Collection entries
'''

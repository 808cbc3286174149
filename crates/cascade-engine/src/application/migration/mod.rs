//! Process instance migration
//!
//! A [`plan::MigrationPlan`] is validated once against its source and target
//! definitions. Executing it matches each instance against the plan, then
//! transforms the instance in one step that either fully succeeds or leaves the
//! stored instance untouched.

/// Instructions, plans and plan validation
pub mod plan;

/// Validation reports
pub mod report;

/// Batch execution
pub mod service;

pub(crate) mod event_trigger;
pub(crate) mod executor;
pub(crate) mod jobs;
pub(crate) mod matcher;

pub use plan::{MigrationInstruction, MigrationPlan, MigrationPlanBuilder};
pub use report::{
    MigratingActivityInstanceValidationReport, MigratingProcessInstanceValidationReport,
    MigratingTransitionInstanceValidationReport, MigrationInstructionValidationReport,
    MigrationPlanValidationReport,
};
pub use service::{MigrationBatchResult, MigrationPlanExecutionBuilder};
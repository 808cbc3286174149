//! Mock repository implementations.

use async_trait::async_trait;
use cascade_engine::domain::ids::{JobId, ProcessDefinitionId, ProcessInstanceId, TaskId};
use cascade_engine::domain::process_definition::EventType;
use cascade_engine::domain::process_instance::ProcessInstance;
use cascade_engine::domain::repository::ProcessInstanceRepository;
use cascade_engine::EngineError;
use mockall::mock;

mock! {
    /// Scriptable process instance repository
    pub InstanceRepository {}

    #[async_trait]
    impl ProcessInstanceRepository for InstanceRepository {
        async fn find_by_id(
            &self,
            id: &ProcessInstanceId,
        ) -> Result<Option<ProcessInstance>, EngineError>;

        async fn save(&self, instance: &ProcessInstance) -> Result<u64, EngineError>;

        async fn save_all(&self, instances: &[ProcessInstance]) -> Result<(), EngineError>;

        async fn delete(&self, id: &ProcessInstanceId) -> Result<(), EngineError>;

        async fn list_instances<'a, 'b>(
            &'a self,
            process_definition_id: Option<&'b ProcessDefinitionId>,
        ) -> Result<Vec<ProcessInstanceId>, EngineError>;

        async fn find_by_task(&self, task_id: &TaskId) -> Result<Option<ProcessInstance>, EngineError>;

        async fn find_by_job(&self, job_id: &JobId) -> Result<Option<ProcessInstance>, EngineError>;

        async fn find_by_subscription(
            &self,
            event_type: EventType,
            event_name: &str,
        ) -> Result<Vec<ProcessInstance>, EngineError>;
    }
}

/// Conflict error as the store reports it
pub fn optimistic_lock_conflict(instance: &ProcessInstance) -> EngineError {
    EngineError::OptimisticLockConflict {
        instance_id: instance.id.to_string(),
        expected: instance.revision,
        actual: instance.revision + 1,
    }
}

'''
'''

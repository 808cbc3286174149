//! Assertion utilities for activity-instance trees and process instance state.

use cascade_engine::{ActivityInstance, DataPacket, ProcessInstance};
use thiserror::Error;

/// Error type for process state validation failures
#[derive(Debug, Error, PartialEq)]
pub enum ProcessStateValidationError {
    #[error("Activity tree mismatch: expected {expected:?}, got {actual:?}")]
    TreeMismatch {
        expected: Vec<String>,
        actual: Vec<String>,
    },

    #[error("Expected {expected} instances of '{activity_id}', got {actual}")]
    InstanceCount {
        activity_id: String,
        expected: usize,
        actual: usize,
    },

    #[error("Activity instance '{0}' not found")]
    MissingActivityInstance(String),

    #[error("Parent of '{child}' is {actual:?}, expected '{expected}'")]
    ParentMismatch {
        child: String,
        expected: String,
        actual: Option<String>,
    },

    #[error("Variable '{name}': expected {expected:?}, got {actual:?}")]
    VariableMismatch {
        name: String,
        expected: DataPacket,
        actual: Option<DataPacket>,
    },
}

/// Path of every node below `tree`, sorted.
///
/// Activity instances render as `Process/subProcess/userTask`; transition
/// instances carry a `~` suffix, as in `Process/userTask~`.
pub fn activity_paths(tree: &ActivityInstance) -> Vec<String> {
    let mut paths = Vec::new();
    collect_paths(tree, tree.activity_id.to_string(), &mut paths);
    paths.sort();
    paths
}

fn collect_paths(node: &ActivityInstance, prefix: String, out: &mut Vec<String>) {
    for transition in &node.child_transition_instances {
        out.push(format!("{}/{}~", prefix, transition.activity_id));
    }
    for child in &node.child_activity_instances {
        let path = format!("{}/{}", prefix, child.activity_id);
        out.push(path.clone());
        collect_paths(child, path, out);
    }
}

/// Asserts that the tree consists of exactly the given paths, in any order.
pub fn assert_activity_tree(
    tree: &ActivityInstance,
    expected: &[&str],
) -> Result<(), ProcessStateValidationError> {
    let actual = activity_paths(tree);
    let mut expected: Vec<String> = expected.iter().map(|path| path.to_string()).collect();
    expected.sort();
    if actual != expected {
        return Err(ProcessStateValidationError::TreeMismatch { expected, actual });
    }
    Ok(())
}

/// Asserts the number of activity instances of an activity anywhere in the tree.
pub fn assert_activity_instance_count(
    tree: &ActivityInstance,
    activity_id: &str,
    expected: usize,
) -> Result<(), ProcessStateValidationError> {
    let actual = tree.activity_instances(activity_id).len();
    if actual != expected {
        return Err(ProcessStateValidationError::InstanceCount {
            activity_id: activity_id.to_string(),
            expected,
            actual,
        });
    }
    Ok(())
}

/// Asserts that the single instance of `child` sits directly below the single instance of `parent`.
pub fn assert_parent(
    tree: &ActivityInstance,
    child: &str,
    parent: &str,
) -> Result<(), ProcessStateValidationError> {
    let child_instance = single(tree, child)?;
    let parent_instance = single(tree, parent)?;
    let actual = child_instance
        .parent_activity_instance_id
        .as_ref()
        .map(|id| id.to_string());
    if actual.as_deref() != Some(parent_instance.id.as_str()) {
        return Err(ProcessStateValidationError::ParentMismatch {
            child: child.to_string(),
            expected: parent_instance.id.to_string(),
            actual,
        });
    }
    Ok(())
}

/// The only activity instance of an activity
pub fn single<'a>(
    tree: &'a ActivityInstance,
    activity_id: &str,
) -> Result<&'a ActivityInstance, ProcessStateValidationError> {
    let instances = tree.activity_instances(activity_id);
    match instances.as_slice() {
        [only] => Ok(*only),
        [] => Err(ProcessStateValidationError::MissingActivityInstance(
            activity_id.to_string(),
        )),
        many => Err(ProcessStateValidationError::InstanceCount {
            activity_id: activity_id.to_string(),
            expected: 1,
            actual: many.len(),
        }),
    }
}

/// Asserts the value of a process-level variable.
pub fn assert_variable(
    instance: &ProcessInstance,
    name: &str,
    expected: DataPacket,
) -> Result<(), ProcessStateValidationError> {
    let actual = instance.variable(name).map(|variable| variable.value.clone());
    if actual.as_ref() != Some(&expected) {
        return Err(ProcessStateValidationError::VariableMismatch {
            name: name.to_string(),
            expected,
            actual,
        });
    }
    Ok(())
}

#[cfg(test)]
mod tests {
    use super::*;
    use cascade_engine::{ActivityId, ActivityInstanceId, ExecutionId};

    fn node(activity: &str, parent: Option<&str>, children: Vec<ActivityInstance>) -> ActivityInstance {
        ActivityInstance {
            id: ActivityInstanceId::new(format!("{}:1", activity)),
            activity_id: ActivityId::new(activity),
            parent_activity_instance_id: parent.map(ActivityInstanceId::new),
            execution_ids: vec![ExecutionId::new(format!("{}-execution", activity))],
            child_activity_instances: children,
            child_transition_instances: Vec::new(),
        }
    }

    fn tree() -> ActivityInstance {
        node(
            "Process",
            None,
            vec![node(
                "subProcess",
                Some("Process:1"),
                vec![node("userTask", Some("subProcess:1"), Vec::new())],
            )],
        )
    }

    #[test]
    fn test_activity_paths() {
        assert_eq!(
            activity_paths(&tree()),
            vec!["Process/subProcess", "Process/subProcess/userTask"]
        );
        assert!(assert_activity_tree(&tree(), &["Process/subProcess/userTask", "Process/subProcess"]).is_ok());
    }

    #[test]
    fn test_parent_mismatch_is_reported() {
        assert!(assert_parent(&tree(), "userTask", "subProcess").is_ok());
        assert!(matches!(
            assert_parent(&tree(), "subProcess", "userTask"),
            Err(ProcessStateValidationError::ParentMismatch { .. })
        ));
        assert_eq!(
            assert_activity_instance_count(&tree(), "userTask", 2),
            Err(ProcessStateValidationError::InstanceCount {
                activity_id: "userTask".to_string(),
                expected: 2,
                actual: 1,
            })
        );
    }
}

'''

§ WORK ITEM
Once you have read through the entries above, state how many lines hold the word "InstanceCount", giving nothing but the number.

§ EXERCISE RESPONSE
4